RBMS1 depletion enhances anti-tumor activity of B7-H3.CAR-T cells targeting human TNBC
CAR-T cell therapy is effective against hematologic malignancies but its clinical efficacy in solid tumors is limited. This might be attributed to CAR-T cells exhaustion characterized by upregulation of inhibitory receptors (e.g. PD-1) and loss of effector functions. Several preclinical studies suggest that PD-1/PD-L1 blockade may synergize with CAR-T cell therapy to improve its anti-tumor activity [10, 11]. To investigate whether RBMS1-depletion in tumor cells could enhance CAR-T cell activity, B7-H3 specific CAR-T cells (B7H3.CAR-T cells) [35] were co-cultured with RBMS1-depleted or control MB-MDA-231 cells expressing B7-H3 antigen (Fig. 8A). Importantly, depletion of RBMS1 significantly augmented the anti-tumor effect of B7-H3.CAR-T cells at relatively low T-cell to tumor cell ratio (1:4) (Fig. 8B–C). These data suggest this combinatorial strategy have significant clinical potential in improving CAR-T therapy in TNBC.
Discussion
Immune checkpoints (e.g. PD-L1/PD-1) are regulated by multiple factors, helping cancer cells evade immune attacks. Blockade of immune checkpoints could provide promising therapeutic outcomes for multiple cancers [36,37,38,39]. However, few studies have demonstrated that RBPs play critical roles in immune checkpoints regulation. On the basis of unbiased bioinformatic analyses of RBPs in breast cancers with distinct immune status, we identified RBMS1 to be accumulated in TNBC tumors. Using an shRNA library of RBPs, we systematically revealed that RBMS1 could modulate the level of PD-L1 in TNBC cells.
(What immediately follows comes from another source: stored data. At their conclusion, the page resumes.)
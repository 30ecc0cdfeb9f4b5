//! Structured per-cycle results.
//!
//! `iterate()` never throws for isolated failures; everything that went
//! right or wrong inside a cycle lands here, per manager and per worker
//! class, serializable for logs.

use chrono::{DateTime, Utc};
use serde::Serialize;
use stratus_capacity::WorkerClassId;
use stratus_manager::ManagerId;

/// How one manager fared in a cycle.
#[derive(Debug, Clone, PartialEq, Eq, Serialize)]
#[serde(tag = "status", content = "error", rename_all = "snake_case")]
pub enum ManagerStatus {
    /// Updated its state and participated in the cycle.
    Ready,

    /// `update_internal_state` failed; the manager sat the cycle out.
    UpdateFailed(String),

    /// The pre-provisioning hook failed; the manager sat the cycle out.
    PreHookFailed(String),
}

/// Per-manager cycle report.
#[derive(Debug, Clone, Serialize)]
pub struct ManagerReport {
    pub manager: ManagerId,
    pub status: ManagerStatus,

    /// Set when the post-provisioning hook failed. Housekeeping only,
    /// does not retract the manager's participation.
    pub post_hook_error: Option<String>,
}

impl ManagerReport {
    /// Whether this manager takes part in capacity decisions this cycle.
    pub fn participating(&self) -> bool {
        self.status == ManagerStatus::Ready
    }
}

/// Counts for one reconciled worker class.
#[derive(Debug, Clone, Copy, Default, PartialEq, Eq, Serialize)]
pub struct ClassStats {
    /// Capacity delta the cycle decided on: positive creates, negative
    /// destroys, zero no-op.
    pub delta: i64,

    pub bids_submitted: usize,
    pub bids_failed: usize,

    /// Instances successfully killed or cancelled.
    pub instances_removed: usize,
    pub kills_failed: usize,
}

/// How one worker class fared in a cycle.
#[derive(Debug, Clone, PartialEq, Eq, Serialize)]
#[serde(tag = "status", rename_all = "snake_case")]
pub enum ClassStatus {
    /// The class was reconciled; bids/kills were dispatched as counted.
    Reconciled(ClassStats),

    /// The class was deferred to the next cycle (invalid config, an
    /// unavailable eligible manager, or no eligible manager at all).
    Skipped { reason: String },

    /// Planning or submission failed outright for this class.
    Failed { error: String },
}

/// Per-worker-class cycle report.
#[derive(Debug, Clone, Serialize)]
pub struct ClassReport {
    pub worker_class: WorkerClassId,
    #[serde(flatten)]
    pub status: ClassStatus,
}

impl ClassReport {
    pub fn stats(&self) -> Option<&ClassStats> {
        match &self.status {
            ClassStatus::Reconciled(stats) => Some(stats),
            _ => None,
        }
    }
}

/// Result of one full `iterate()` cycle.
#[derive(Debug, Clone, Serialize)]
pub struct CycleOutcome {
    pub started_at: DateTime<Utc>,
    pub finished_at: DateTime<Utc>,

    /// The cycle ran past its deadline. In-flight provider calls were
    /// still allowed to finish; this flag is observability only.
    pub timed_out: bool,

    pub managers: Vec<ManagerReport>,
    pub classes: Vec<ClassReport>,
}

impl CycleOutcome {
    /// Report for a single worker class, by ID.
    pub fn class(&self, worker_class: &WorkerClassId) -> Option<&ClassReport> {
        self.classes.iter().find(|c| &c.worker_class == worker_class)
    }

    /// Report for a single manager, by ID.
    pub fn manager(&self, manager: &ManagerId) -> Option<&ManagerReport> {
        self.managers.iter().find(|m| &m.manager == manager)
    }

    /// Total bids successfully submitted across all classes.
    pub fn bids_submitted(&self) -> usize {
        self.classes
            .iter()
            .filter_map(|c| c.stats())
            .map(|s| s.bids_submitted)
            .sum()
    }

    /// Total instances removed (killed or cancelled) across all classes.
    pub fn instances_removed(&self) -> usize {
        self.classes
            .iter()
            .filter_map(|c| c.stats())
            .map(|s| s.instances_removed)
            .sum()
    }

    /// True when every class reconciled and no bid or kill failed.
    pub fn fully_reconciled(&self) -> bool {
        self.classes.iter().all(|c| match &c.status {
            ClassStatus::Reconciled(stats) => stats.bids_failed == 0 && stats.kills_failed == 0,
            _ => false,
        })
    }
}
Specifically, loss of RBMS1 significantly decreases PD-L1 protein level, thereby enhancing the efficacy of anti-CTLA4 immunotherapy in TNBC. We showed that RBMS1 binds to the 3′-UTR of the glycosyltransferase B4GALT1, which in turn stabilizes its mRNA. Subsequently, the elevated B4GALT1 promotes PD-L1 glycosylation and increases PD-L1 protein stability, preventing cancer cells from immune attacks (Fig. 8D). However, when RBMS1 is depleted, it destabilizes B4GALT1 transcript, resulting in the suppression of glycosylation and increased degradation of PD-L1, thus promoting anti-tumor T-cell immunity and sensitizing TNBC cells to anti-CTLA4 therapy (Fig. 8D). Altogether, our data establish RBMS1 as a novel immune checkpoint regulator with therapeutic potentials and clinical values for TNBC.
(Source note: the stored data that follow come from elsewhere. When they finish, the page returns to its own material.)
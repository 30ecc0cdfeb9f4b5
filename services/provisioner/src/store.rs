//! Worker class configuration store.
//!
//! Loading fails hard: a cycle that cannot see its worker classes has
//! nothing to reconcile and aborts (unlike every other failure in the
//! loop, which is isolated and aggregated).

use std::path::PathBuf;

use anyhow::{Context, Result};
use async_trait::async_trait;
use stratus_capacity::WorkerClass;

/// Source of worker class configuration.
#[async_trait]
pub trait WorkerClassStore: Send + Sync {
    async fn load_worker_classes(&self) -> Result<Vec<WorkerClass>>;
}

/// Fixed in-memory classes, for tests and the dev harness.
#[derive(Debug, Clone, Default)]
pub struct StaticStore {
    classes: Vec<WorkerClass>,
}

impl StaticStore {
    pub fn new(classes: Vec<WorkerClass>) -> Self {
        Self { classes }
    }
}

#[async_trait]
impl WorkerClassStore for StaticStore {
    async fn load_worker_classes(&self) -> Result<Vec<WorkerClass>> {
        Ok(self.classes.clone())
    }
}

/// Worker classes loaded from a JSON file on every cycle, so edits are
/// picked up without a restart.
#[derive(Debug, Clone)]
pub struct JsonFileStore {
    path: PathBuf,
}

impl JsonFileStore {
    pub fn new(path: impl Into<PathBuf>) -> Self {
        Self { path: path.into() }
    }
}

#[async_trait]
impl WorkerClassStore for JsonFileStore {
    async fn load_worker_classes(&self) -> Result<Vec<WorkerClass>> {
        let bytes = tokio::fs::read(&self.path)
            .await
            .with_context(|| format!("reading worker classes from {}", self.path.display()))?;
        let classes: Vec<WorkerClass> = serde_json::from_slice(&bytes)
            .with_context(|| format!("parsing worker classes from {}", self.path.display()))?;
        Ok(classes)
    }
}

#[cfg(test)]
mod tests {
    use std::io::Write;

    use super::*;

    #[tokio::test]
    async fn test_json_file_store_roundtrip() {
        let mut file = tempfile::NamedTempFile::new().unwrap();
        write!(
            file,
            r#"[{{
                "id": "builds",
                "min_capacity": 1,
                "max_capacity": 20,
                "scaling_ratio": 1.0,
                "capacity_per_instance": {{"m5.large": 4}}
            }}]"#
        )
        .unwrap();

        let store = JsonFileStore::new(file.path());
        let classes = store.load_worker_classes().await.unwrap();
        assert_eq!(classes.len(), 1);
        assert_eq!(classes[0].id.as_str(), "builds");
    }

    #[tokio::test]
    async fn test_json_file_store_missing_file_fails() {
        let store = JsonFileStore::new("/nonexistent/worker-classes.json");
        assert!(store.load_worker_classes().await.is_err());
    }

    #[tokio::test]
    async fn test_json_file_store_rejects_malformed_json() {
        let mut file = tempfile::NamedTempFile::new().unwrap();
        write!(file, "not json").unwrap();

        let store = JsonFileStore::new(file.path());
        assert!(store.load_worker_classes().await.is_err());
    }
}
RBMS1 has been previously reported to inhibit colon cancer metastasis with clinical utility for risk stratification of patients [25]. Meanwhile, our recent study revealed that RBMS1 regulates lung cancer ferroptosis through translational control of SLC7A11 [26]. However, the expression and function of RBMS1 in breast cancer is less understood. We observed that RBMS1 is highly expressed in breast cancer samples, especially in TNBC samples, which is positively correlated to PD-L1 level. RBMS1 ablation significantly reduced PD-L1 level, thus to stimulate CD8+ CTL population and Granzyme B release and enhance the T-cell-mediated cancer cell killing, suggesting that RBMS1 plays an important role in breast cancer immunotherapy regulation.
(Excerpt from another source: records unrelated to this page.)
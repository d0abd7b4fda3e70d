use actix_web::{web, HttpResponse};
use chrono::Utc;
use sqlx::PgPool;

use crate::db::chat::{fetch_recent_history, insert_chat_entry, CHAT_HISTORY_LIMIT};
use crate::db::helpers::database_error;
use crate::handlers::{bad_request, user_id_from_claims};
use crate::middleware::auth::Claims;
use crate::models::chat::{ChatHistoryResponse, ChatRequest, ChatResponse};
use crate::models::common::DEFAULT_WINDOW_DAYS;
use crate::services::chat_service::{generate_reply, load_chat_context};
use crate::services::GeminiService;

#[tracing::instrument(
    name = "Chat message",
    skip(pool, gemini, claims, body),
    fields(username = %claims.username)
)]
pub async fn send_message(
    pool: web::Data<PgPool>,
    gemini: web::Data<GeminiService>,
    claims: web::ReqData<Claims>,
    body: web::Json<ChatRequest>,
) -> HttpResponse {
    let user_id = match user_id_from_claims(&claims) {
        Ok(id) => id,
        Err(response) => return response,
    };

    let message = body.message.trim();
    if message.is_empty() {
        return bad_request("Message is required");
    }

    let now = Utc::now();
    let context = match load_chat_context(&pool, user_id, DEFAULT_WINDOW_DAYS, now).await {
        Ok(context) => context,
        Err(e) => return database_error(e),
    };

    let outcome = generate_reply(&gemini, &context, message).await;
    let timestamp = Utc::now();

    if let Err(e) = insert_chat_entry(&pool, user_id, message, outcome.text(), timestamp).await {
        return database_error(e);
    }

    HttpResponse::Ok().json(ChatResponse {
        fallback: outcome.fallback_flag(),
        response: outcome.into_text(),
        timestamp,
    })
}

#[tracing::instrument(
    name = "Chat history",
    skip(pool, claims),
    fields(username = %claims.username)
)]
pub async fn chat_history(
    pool: web::Data<PgPool>,
    claims: web::ReqData<Claims>,
) -> HttpResponse {
    let user_id = match user_id_from_claims(&claims) {
        Ok(id) => id,
        Err(response) => return response,
    };

    match fetch_recent_history(&pool, user_id, CHAT_HISTORY_LIMIT).await {
        Ok(history) => HttpResponse::Ok().json(ChatHistoryResponse { history }),
        Err(e) => database_error(e),
    }
}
PD-L1 could be regulated by glycosylation, which inhibits 26 S proteasome-mediated PD-L1 protein degradation, leading to T-cell immunosuppression of cancer cells. B3GNT3 was identified as one of the glycosyltransferases of PD-L1, whereas B3GNT3-downregulation enhanced cytotoxic T-cell-mediated anti-tumor immunity. Our studies discovered B4GALT1 as a novel glycosyltransferase of PD-L1. Depletion of RBMS1 significantly destabilized B4GALT1 mRNA, and reduced PD-L1 glycosylation, promoting the ubiquitination and degradation of PD-L1 in TNBC.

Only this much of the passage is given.